Jack will have a one-to-one with someone God-like. Probably Locke. Or his fucking dad. He'll explain everything we've seen these past five years in just a few sentences. Details will be swept over (,shame, no more backstory around Jack's tattoo's) and the whole thing will be sewn up as something to do with Scientology. Jack will have to sacrifice himself, which we'll be lead to believe is a very sad thing, despite most viewers wanting him dead since season two. He'll die saving everyone, in that way he loves so much. He'll know he has to do it too and will cry a lot, really dragging it out.

There will be multiple-dimensions, in addition to the time-travel mind-fuckery of last year. Off-island Jack will have to meet himself and convince him to go back. Again. We might even see a return of his rubbish fake beard just so that the casual viewer doesn't get the two confused.
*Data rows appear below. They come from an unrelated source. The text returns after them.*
#[cfg(test)]
mod tests {
    use super::*;

    fn tree(extra: &str) -> BsdlAst {
        let json = format!(
            r#"{{
                "instruction_register_description": {{
                    "instruction_length": 8,
                    "instruction_opcodes": []
                }},
                "boundary_scan_register_description": {{
                    "fixed_boundary_stmts": {{"boundary_length": "192"}}
                }}{}
            }}"#,
            extra
        );
        BsdlAst::from_json(&json).unwrap()
    }

    fn find<'a>(resolution: &'a Resolution, name: &str) -> Option<&'a Register> {
        resolution.registers.iter().find(|r| r.name == name)
    }

    #[test]
    fn test_mandatory_registers() {
        let resolved = resolve_registers(&tree(""), Resolution::default()).unwrap();
        assert_eq!(
            resolved.registers,
            vec![
                Register::new("BYPASS", Some(1)),
                Register::new("IR", Some(8)),
                Register::new("BSR", Some(192)),
            ]
        );
        assert!(resolved.instructions.is_empty());
    }

    #[test]
    fn test_candidate_name() {
        assert_eq!(candidate_name("usercode_register"), "USERCODE");
        assert_eq!(candidate_name("idcode_register"), "IDCODE");
        assert_eq!(candidate_name("Usercode1"), "USERCODE1");
    }

    #[test]
    fn test_capture_claims_candidate_length() {
        let ast = tree(
            r#",
            "optional_register_description": [
                {"usercode1": ["0101", "0101", "0101", "0101", "0101", "0101", "0101", "0101"]}
            ],
            "register_access_description": [
                {"register": {"reg_name": "USERCODE"},
                 "instruction_capture_list": [{"instruction_name": "USERCODE1"}]}
            ]"#,
        );

        let resolved = resolve_registers(&ast, Resolution::default()).unwrap();
        assert_eq!(find(&resolved, "USERCODE"), Some(&Register::new("USERCODE", Some(32))));
        assert!(find(&resolved, "USERCODE1").is_none());
        assert_eq!(
            resolved.instructions,
            vec![Instruction::stub("USERCODE1", "USERCODE")]
        );
    }

    #[test]
    fn test_explicit_length_is_kept() {
        let ast = tree(
            r#",
            "optional_register_description": {"idcode_register": "00000000000000000000000000000001"},
            "register_access_description": [
                {"register": {"reg_name": "DEVICE_ID", "reg_length": 32},
                 "instruction_capture_list": [{"instruction_name": "IDCODE"}]},
                {"register": {"reg_name": "BYPASS"},
                 "instruction_capture_list": [
                    {"instruction_name": "BYPASS"},
                    {"instruction_name": "HIGHZ"}
                 ]}
            ]"#,
        );

        let resolved = resolve_registers(&ast, Resolution::default()).unwrap();
        assert_eq!(find(&resolved, "DEVICE_ID").unwrap().length, Some(32));
        assert_eq!(find(&resolved, "BYPASS").unwrap().length, Some(1));
        assert_eq!(
            resolved.registers.iter().filter(|r| r.name == "BYPASS").count(),
            1
        );
        // Not claimed, the register had an explicit length
        assert_eq!(find(&resolved, "IDCODE").unwrap().length, Some(32));

        let idcode = resolved.instructions.iter().find(|i| i.name == "IDCODE").unwrap();
        assert_eq!(idcode.register, "DEVICE_ID");
        let highz = resolved.instructions.iter().find(|i| i.name == "HIGHZ").unwrap();
        assert_eq!(highz.register, "BYPASS");
    }

    #[test]
    fn test_unclaimed_candidate_becomes_register() {
        let ast = tree(
            r#",
            "optional_register_description": [
                {"idcode_register": "0001"},
                {"usercode_register": "11110000"}
            ]"#,
        );

        let resolved = resolve_registers(&ast, Resolution::default()).unwrap();
        assert_eq!(find(&resolved, "IDCODE"), Some(&Register::new("IDCODE", Some(4))));
        assert_eq!(find(&resolved, "USERCODE"), Some(&Register::new("USERCODE", Some(8))));
        assert_eq!(
            resolved.instructions,
            vec![
                Instruction::stub("IDCODE", "IDCODE"),
                Instruction::stub("USERCODE", "USERCODE"),
            ]
        );
    }

    #[test]
    fn test_claim_from_later_capture_entry() {
        let ast = tree(
            r#",
            "optional_register_description": {"usercode_register": "1111"},
            "register_access_description": {
                "register": {"reg_name": "USER"},
                "instruction_capture_list": [
                    {"instruction_name": "USERDATA"},
                    {"instruction_name": "USERCODE"}
                ]
            }"#,
        );

        let resolved = resolve_registers(&ast, Resolution::default()).unwrap();
        assert_eq!(find(&resolved, "USER").unwrap().length, Some(4));
        assert_eq!(resolved.instructions.len(), 2);
    }

    #[test]
    fn test_register_without_any_length() {
        let ast = tree(
            r#",
            "register_access_description": [
                {"register": {"reg_name": "PRIVATE"},
                 "instruction_capture_list": [{"instruction_name": "SECRET"}]}
            ]"#,
        );

        let resolved = resolve_registers(&ast, Resolution::default()).unwrap();
        assert_eq!(find(&resolved, "PRIVATE").unwrap().length, None);
    }

    #[test]
    fn test_seed_is_merged() {
        let mut seed = Resolution::default();
        seed.registers.push(Register::new("IR", None));
        seed.registers.push(Register::new("CUSTOM", Some(3)));

        let resolved = resolve_registers(&tree(""), seed).unwrap();
        assert_eq!(find(&resolved, "IR").unwrap().length, Some(8));
        assert_eq!(find(&resolved, "CUSTOM").unwrap().length, Some(3));
        assert_eq!(resolved.registers.len(), 4);
    }

    #[test]
    fn test_tree_lengths_override_seed() {
        let mut seed = Resolution::default();
        seed.registers.push(Register::new("IR", Some(6)));
        seed.registers.push(Register::new("BSR", Some(10)));

        let resolved = resolve_registers(&tree(""), seed).unwrap();
        assert_eq!(find(&resolved, "IR").unwrap().length, Some(8));
        assert_eq!(find(&resolved, "BSR").unwrap().length, Some(192));
        assert_eq!(resolved.registers.len(), 3);
    }

    #[test]
    fn test_only_first_candidate_is_claimed() {
        let ast = tree(
            r#",
            "optional_register_description": [
                {"usercode1": "00001111"},
                {"usercode2": "0000111100001111"}
            ],
            "register_access_description": {
                "register": {"reg_name": "USER"},
                "instruction_capture_list": [
                    {"instruction_name": "USERCODE1"},
                    {"instruction_name": "USERCODE2"}
                ]
            }"#,
        );

        let resolved = resolve_registers(&ast, Resolution::default()).unwrap();
        assert_eq!(find(&resolved, "USER").unwrap().length, Some(8));
        assert!(find(&resolved, "USERCODE1").is_none());
        assert_eq!(find(&resolved, "USERCODE2").unwrap().length, Some(16));

        // The capture binding wins over the promoted self-binding
        let usercode2 = resolved.instructions.iter().find(|i| i.name == "USERCODE2").unwrap();
        assert_eq!(usercode2.register, "USER");
    }

    #[test]
    fn test_padded_names_claim_candidates() {
        let ast = tree(
            r#",
            "optional_register_description": {"usercode_register": "1111"},
            "register_access_description": {
                "register": {"reg_name": " USER "},
                "instruction_capture_list": [{"instruction_name": " USERCODE"}]
            }"#,
        );

        let resolved = resolve_registers(&ast, Resolution::default()).unwrap();
        assert_eq!(find(&resolved, "USER").unwrap().length, Some(4));
        assert!(find(&resolved, "USERCODE").is_none());
        assert_eq!(resolved.instructions, vec![Instruction::stub("USERCODE", "USER")]);
    }

    #[test]
    fn test_missing_required_sections() {
        let ast = BsdlAst::from_json(
            r#"{"boundary_scan_register_description": {"fixed_boundary_stmts": {"boundary_length": 4}}}"#,
        )
        .unwrap();
        assert!(matches!(
            resolve_registers(&ast, Resolution::default()),
            Err(DutError::MalformedSection {
                section: "instruction_register_description",
                ..
            })
        ));

        let ast = BsdlAst::from_json(
            r#"{"instruction_register_description": {"instruction_length": 4}}"#,
        )
        .unwrap();
        assert!(matches!(
            resolve_registers(&ast, Resolution::default()),
            Err(DutError::MalformedSection {
                section: "boundary_scan_register_description",
                ..
            })
        ));
    }

    #[test]
    fn test_non_numeric_length() {
        let ast = BsdlAst::from_json(
            r#"{
                "instruction_register_description": {"instruction_length": "eight"},
                "boundary_scan_register_description": {"fixed_boundary_stmts": {"boundary_length": 4}}
            }"#,
        )
        .unwrap();
        assert!(matches!(
            resolve_registers(&ast, Resolution::default()),
            Err(DutError::MalformedSection { .. })
        ));
    }
}
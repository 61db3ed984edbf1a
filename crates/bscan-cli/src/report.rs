//! Text and JSON reports of resolved devices

use anyhow::Result;
use bscan_core::{Dut, ScanChain};
use std::fmt::Write;

use crate::config::OutputFormat;

fn or_unknown<T: ToString>(value: Option<T>) -> String {
    value.map(|v| v.to_string()).unwrap_or_else(|| "?".to_string())
}

/// Full description of one device
pub fn device_report(dut: &Dut, format: OutputFormat) -> Result<String> {
    if format == OutputFormat::Json {
        return Ok(serde_json::to_string_pretty(dut)?);
    }

    let mut out = String::new();
    writeln!(out, "{} ({})", dut.name(), dut.package())?;
    writeln!(out, "  IDCODE: {}", or_unknown(dut.idcode()))?;

    writeln!(out, "Registers:")?;
    for register in dut.registers() {
        writeln!(out, "  {:<16} {:>6}", register.name, or_unknown(register.length))?;
    }

    writeln!(out, "Instructions:")?;
    for instruction in dut.instructions() {
        writeln!(
            out,
            "  {:<16} {:<16} -> {}",
            instruction.name,
            or_unknown(instruction.opcode.as_deref()),
            instruction.register
        )?;
    }

    writeln!(out, "Pins:")?;
    for pin in dut.pins() {
        writeln!(
            out,
            "  {:>4} {:<6} {:<16} group={} type={}",
            pin.index,
            pin.pin_id.as_str(),
            pin.port_name,
            or_unknown(pin.port_group),
            or_unknown(pin.pin_type.as_deref())
        )?;
    }

    Ok(out)
}

/// One line per device plus the combined IR length
pub fn chain_report(chain: &ScanChain, format: OutputFormat) -> Result<String> {
    if format == OutputFormat::Json {
        return Ok(serde_json::to_string_pretty(chain)?);
    }

    let mut out = String::new();
    for dut in chain.iter() {
        writeln!(
            out,
            "{:>3}: {:<16} IDCODE={} IR={}",
            or_unknown(dut.chain_position()),
            if dut.name().is_empty() { "<unknown>" } else { dut.name() },
            or_unknown(dut.idcode()),
            or_unknown(dut.ir_length())
        )?;
    }
    writeln!(out, "Total IR length: {}", or_unknown(chain.total_ir_length()))?;
    Ok(out)
}

#[cfg(test)]
mod tests {
    use super::*;

    #[test]
    fn test_text_device_report() {
        let mut dut = Dut::with_idcode("0001");
        dut.add_register("IR", Some(4));
        dut.add_instruction("BYPASS", Some("1111"), "BYPASS").unwrap();

        let report = device_report(&dut, OutputFormat::Text).unwrap();
        assert!(report.contains("IDCODE: 0001"));
        assert!(report.contains("IR"));
        assert!(report.contains("-> BYPASS"));
    }

    #[test]
    fn test_chain_report() {
        let mut chain = ScanChain::new();
        chain.push(Dut::with_idcode("0001"));

        let report = chain_report(&chain, OutputFormat::Text).unwrap();
        assert!(report.contains("<unknown>"));
        assert!(report.contains("Total IR length: ?"));

        let json = chain_report(&chain, OutputFormat::Json).unwrap();
        let value: serde_json::Value = serde_json::from_str(&json).unwrap();
        assert_eq!(value["devices"][0]["idcode"], "0001");
    }
}
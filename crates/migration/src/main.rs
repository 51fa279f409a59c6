use sea_orm::Database;
use sea_orm_migration::prelude::*;

#[tokio::main]
async fn main() -> Result<(), Box<dyn std::error::Error + Send + Sync>> {
    let mut args = std::env::args().skip(1);
    let cmd = args.next().unwrap_or_else(|| "up".to_string());

    let db_url =
        std::env::var("DATABASE_URL").unwrap_or_else(|_| "sqlite:./owed.db?mode=rwc".to_string());

    let db = Database::connect(&db_url).await?;

    match cmd.as_str() {
        "up" => migration::Migrator::up(&db, None).await?,
        "down" => migration::Migrator::down(&db, None).await?,
        "fresh" => migration::Migrator::fresh(&db).await?,
        "status" => {
            migration::Migrator::status(&db).await?;
        }
        _ => {
            eprintln!("Usage: cargo run -p migration -- [up|down|fresh|status]");
            std::process::exit(2);
        }
    }

    Ok(())
}
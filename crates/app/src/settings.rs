//! Handles settings for the application.
//!
//! Configuration is read from a TOML file (`settings.toml` by default) and can
//! be overridden by `OWED_`-prefixed environment variables, using `__` as the
//! nesting separator (e.g. `OWED_SERVER__PORT=8080`).
use config::{Config, ConfigError, Environment, File};
use serde::Deserialize;

#[derive(Debug, Deserialize, PartialEq, Eq)]
#[serde(rename_all = "lowercase")]
pub enum Database {
    Memory,
    Sqlite(String),
}

#[derive(Debug, Deserialize)]
pub struct App {
    pub level: String,
}

#[derive(Debug, Deserialize)]
pub struct Server {
    pub bind: Option<String>,
    pub port: u16,
    pub database: Database,
}

#[derive(Debug, Deserialize)]
pub struct Settings {
    pub app: App,
    pub server: Server,
}

impl Settings {
    pub fn new(path: &str) -> Result<Self, ConfigError> {
        Self::from_config(
            Config::builder()
                .add_source(File::with_name(path).required(false))
                .add_source(
                    Environment::with_prefix("OWED")
                        .prefix_separator("_")
                        .separator("__")
                        .try_parsing(true),
                ),
        )
    }

    fn from_config(
        builder: config::ConfigBuilder<config::builder::DefaultState>,
    ) -> Result<Self, ConfigError> {
        builder
            .set_default("app.level", "info")?
            .set_default("server.port", 5000)?
            .set_default("server.database", "memory")?
            .build()?
            .try_deserialize()
    }
}

#[cfg(test)]
mod tests {
    use config::FileFormat;

    use super::*;

    #[test]
    fn defaults_apply_without_file() {
        let settings = Settings::from_config(Config::builder()).unwrap();
        assert_eq!(settings.app.level, "info");
        assert_eq!(settings.server.port, 5000);
        assert_eq!(settings.server.database, Database::Memory);
        assert!(settings.server.bind.is_none());
    }

    #[test]
    fn reads_sqlite_database_from_toml() {
        let toml = r#"
            [app]
            level = "debug"

            [server]
            bind = "0.0.0.0"
            port = 8080
            database = { sqlite = "owed.db" }
        "#;
        let settings = Settings::from_config(
            Config::builder().add_source(File::from_str(toml, FileFormat::Toml)),
        )
        .unwrap();
        assert_eq!(settings.app.level, "debug");
        assert_eq!(settings.server.bind.as_deref(), Some("0.0.0.0"));
        assert_eq!(settings.server.port, 8080);
        assert_eq!(settings.server.database, Database::Sqlite("owed.db".to_string()));
    }
}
All the old characters re-introduced will be killed off again, some comically. The show will make lots of oh-so-clever jokes about it's own story-telling mechanisms. They've used the staple 'red shirt' gag to have un-named minor characters killed previously, especially during the flaming arrows bit of season five. This time it'll be someone like Ana Lucia, who'll rock up to say "Maybe we're all back for a reason?!" Then Locke will flash into shot and chop her head off with an Egyptian scythe. They know people are watching expecting major revelations, so will set out to shock the viewer.

Adam and Eve in the caves will turn out to be Desmond and Penny. Abadon will be revealed to be a grown up Walt. Sun and Jin's daughter will marry Claire's son Aaron. There will be an English character with a terrible accent. Polar bears will play a major role in the final episode. Every episode will feature someone saying how everything HAS to HAPPEN because IF NOT, EVERYTHING we know WILL DIE. It'll all end with a plane crash, and some kind of time-loop. Then finally we can get on with the rest of our lives.